The aims of the present study are (i) to classify the sediment samples according to the predominant particle size fraction; and (ii) to detect differences in MPs accumulation based on granulometry of the sediment, the predominant habitat of the seafloor, and the protection level applied in different locations of Cabrera MPA.

Materials and methods

Study area

The study area is located within the shallow coastal waters of the Cabrera Marine-Terrestrial National Park (henceforth, Cabrera MPA) (Fig. 1). Cabrera MPA has an area of 90,800.52 hectares, of which 89,482.52 are marine and 1318 are terrestrial, and is located on the south-eastern coast of the island of Mallorca in the Balearic Island Archipelago. The coastline has a high variety of morphologies including cliffs, coves, and bays, and is extremely rocky, with rocky outcrops on the shoreline. The samples were collected from 13 locations with different levels of protection according to the park’s legislation: sailing prohibition, and nighttime and daytime anchoring allowence in the specific and regulated Cabrera MPA buoys. The locations were classified according to the predominant seafloor habitat representing its area: rocky, sandy, seagrass, sandy and rocky, and seagrass and sandy (Table 1).

Fig. 1
figure 1

Study area with sampling locations for the quantification and identification of microplastics in coastal sediments of Cabrera National Park

Full size image
Table 1 Site characteristics according to protection level, predominant seafloor habitat, and mean ± standard deviation (SD) sampling depth (m)
Full size table

Sediment samples

A total of 37 sediment samples were collected in summer months simultaneously to transects conducted in scuba diving surveys to evaluate the macrodebris along the seafloor in the study area. At each location, two sediment samples were collected. Depth was calculated as the mean depth of the initial and final depth of transects performed.
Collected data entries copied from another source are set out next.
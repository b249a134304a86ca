//! Markdown renderings of a generated pipeline and of the run type reference

use crate::changed::Diff;
use crate::config::{Config, PLACEHOLDER_COMMIT};
use crate::error::Result;
use crate::generate::operations_for;
use crate::git::StaticGit;
use crate::runtype::{RUN_TYPES, RunTypeEntry};
use crate::settings::Settings;
use chrono::{DateTime, Utc};
use pipegen_buildkite::{Pipeline, Step};
use std::collections::HashMap;
use std::path::Path;

/// Dependencies listed per step before the rest is summarised
const MAX_LISTED_DEPENDENCIES: usize = 5;
/// Operations listed per run type in the reference
const MAX_LISTED_OPERATIONS: usize = 10;

/// Summary of what was generated for a build, for humans
#[must_use]
pub fn render_preview(config: &Config, pipeline: &Pipeline) -> String {
    let mut md = String::new();
    md.push_str(&format!("- **Detected run type:** {}\n", config.run_type));
    md.push_str(&format!("- **Detected diffs:** {}\n", config.diff));
    md.push_str("- **Computed variables:**\n");
    md.push_str(&format!("  - VERSION={}\n", config.version));
    md.push_str("- **Computed build steps:**\n");
    render_steps(&mut md, &pipeline.steps, 1);
    md
}

fn render_steps(md: &mut String, steps: &[Step], depth: usize) {
    let indent = "  ".repeat(depth);
    for step in steps {
        match step {
            Step::Command(command) => {
                let label = command.label.as_deref().unwrap_or("(unlabelled)");
                md.push_str(&format!("{indent}- {label}"));
                if let Some(key) = &command.key {
                    md.push_str(&format!(" (`{key}`)"));
                }
                if !command.depends_on.is_empty() {
                    md.push_str(&format!(" → depends on {}", dependencies(&command.depends_on)));
                }
                md.push('\n');
            }
            Step::Trigger(trigger) => {
                let label = trigger.label.as_deref().unwrap_or("(unlabelled)");
                md.push_str(&format!("{indent}- {label} → triggers `{}`\n", trigger.trigger));
            }
            Step::Wait(_) => md.push_str(&format!("{indent}- _wait_\n")),
            Step::Group(group) => {
                md.push_str(&format!("{indent}- **{}**\n", group.group));
                render_steps(md, &group.steps, depth + 1);
            }
        }
    }
}

fn dependencies(keys: &[String]) -> String {
    let listed: Vec<String> = keys
        .iter()
        .take(MAX_LISTED_DEPENDENCIES)
        .map(|key| format!("`{key}`"))
        .collect();
    let mut text = listed.join(", ");
    if keys.len() > MAX_LISTED_DEPENDENCIES {
        text.push_str(&format!(" and {} more", keys.len() - MAX_LISTED_DEPENDENCIES));
    }
    text
}

/// A build of `entry` touching everything, as close to a real one as the
/// matcher allows
fn sample_config(entry: &RunTypeEntry, settings: &Settings, repo_root: &Path) -> Result<Config> {
    let matcher = entry.matcher;

    let mut env: HashMap<String, String> = matcher
        .env_includes
        .iter()
        .map(|(key, value)| ((*key).to_string(), (*value).to_string()))
        .collect();

    let (branch, tag) = if !matcher.tag_prefix.is_empty() {
        let version = &settings.minimum_upgradeable_version;
        let minor = version.rsplit_once('.').map_or(version.as_str(), |(minor, _)| minor);
        (minor.to_string(), format!("{}{version}", matcher.tag_prefix))
    } else if matcher.branch_regexp {
        ("5.1".to_string(), String::new())
    } else if matcher.branch_exact {
        (matcher.branch.to_string(), String::new())
    } else if !matcher.branch.is_empty() {
        (format!("{}server/example", matcher.branch), String::new())
    } else {
        ("my-feature".to_string(), String::new())
    };

    env.insert("BUILDKITE_BRANCH".to_string(), branch);
    env.insert("BUILDKITE_TAG".to_string(), tag);
    env.insert("BUILDKITE_COMMIT".to_string(), PLACEHOLDER_COMMIT.to_string());
    env.insert(
        "BUILDKITE_MESSAGE".to_string(),
        "Example change\n\n!bazel test //... --runs_per_test=2".to_string(),
    );

    let mut config = Config::compute(
        &env,
        &StaticGit::default(),
        DateTime::<Utc>::default(),
        repo_root,
    )?;
    config.diff = Diff::ALL;
    Ok(config)
}

/// Reference of every run type and diff category
///
/// Each run type is shown with the operations a build touching everything
/// gets, discovered against the checkout at `repo_root`.
#[must_use]
pub fn render_docs(settings: &Settings, repo_root: &Path) -> String {
    let mut md = String::new();
    md.push_str("# Pipeline reference\n\n");
    md.push_str("## Run types\n\n");
    md.push_str("The first matching run type wins, in the order listed.\n\n");

    for entry in RUN_TYPES {
        md.push_str(&format!("### {}\n\n", entry.name));
        md.push_str(&format!("{}.\n\n", entry.matcher.describe()));

        match sample_config(entry, settings, repo_root)
            .and_then(|config| operations_for(&config, settings))
        {
            Ok(ops) => {
                let names = ops.operation_names();
                md.push_str("Operations when everything changed:\n\n");
                for name in names.iter().take(MAX_LISTED_OPERATIONS) {
                    md.push_str(&format!("- {name}\n"));
                }
                if names.len() > MAX_LISTED_OPERATIONS {
                    md.push_str(&format!(
                        "- ... and {} more\n",
                        names.len() - MAX_LISTED_OPERATIONS
                    ));
                }
            }
            Err(err) => md.push_str(&format!("Operations unavailable here: {err}\n")),
        }
        md.push('\n');
    }

    md.push_str("## Diff categories\n\n");
    for category in Diff::categories() {
        md.push_str(&format!("- {category}\n"));
    }
    md
}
During the last week of July and the first week of August 2019, two samples from 12 locations were collected, resulting in a total of 24 samples, and during the first 2 weeks of July 2020, two samples from 6 locations and an additional single sample in one location were collected, resulting in a total of 13 samples (Fig. 1). The first 5 cm of seafloor sediment was collected using a 500 ml core.

Granulometry analysis

Once in the laboratory, 100 ml of each sediment sample was dried at 60 °C in the oven for 24–72 h depending on the moisture of each sample. Each sediment sample (ranging from 77 to 177 g depending on the sediment and grain characteristics) was placed into the sieve stack and the sample was shaken for 10 min. This sieve stack consisted of six stainless steel sieves with mesh diameters of 2, 1, 0.5, 0.25, 0.125, and 0.063 mm. The subsamples retained in each sieve and in the collector were weighed to determine the proportion of sediment in each sieve fraction. Sediment from each location was classified according to the Udden-Wentworth grain classification: 2 mm (granules), 1 mm (very coarse sand), 0.5 mm (coarse sand), 0.25 mm (fine sand), 0.125 mm (fine sand), and 0.063 mm (very fine sand) (Alomar et al. 2016). For this, the mean particle size of the sediment grains was calculated (ϕ) following the Udden-Wentworth scale: ϕ = −log2 (d).

Microplastic analysis

For each of the particle size fractions, MPs were isolated and extracted following a combination of two accepted methods: density separation with saturated sodium chloride solution (NaCl) (1.2 g cm−3; 1:3 ratio) for samples with low organic matter content (Woodall et al. 2014), and a flotation separation process with 96% ethanol (EtOH) followed by visual sorting for vegetal-rich samples (Herrera et al. 2018). Sediment samples with NaCl were agitated for 30 s and left to settle for 5 min. The supernatant was removed and filtered through a glass fiber filter (branchia; 1.2 μm pore size and 47 mm diameter) using a vacuum pump. This process was repeated three times for each sample. For samples with a high content of organic matter, mainly with Posidonia oceanica, 96% EtOH was applied for flotation separation between plastic polymers and organic material. The biological material was removed and the settled fraction (containing denser plastic polymers) was dried in the oven for 24–48 h for visual sorting under the stereomicroscope and plastic identification. Direct visual sorting was done under a stereomicroscope (Euromex holland, Nexius zoom) for those subsamples with small quantity of sediment. All identified items were classified according to color and to shape as fibers, fragments, films, and ropes and filaments (Fossi et al. 2019) with 40× as maximum magnification used. Results are expressed as the mean value of the items identified in the two samples collected at each location, and as the number of items identified per kilogram of dry weight (D.W.) of sediment.

Contamination control

At all times during laboratory work, all surfaces and instruments were thoroughly cleaned daily with EtOH and technicians wore 100% cotton laboratory coats. Throughout the process of sieving, agitation, separation, flotation, filtration, and visual sorting, blanks were placed nearby the workspace and if MPs were identified in the blanks, these were deleted from the total number of MP items found in each size fraction based on similar color and shape.

Data analysis

A cluster dendrogram with the K-means procedure and based on Euclidean distance was performed as the ordination method for exploring differences in granulometry according to the percentages of each particle size fraction of the sediments of each location along Cabrera MPA.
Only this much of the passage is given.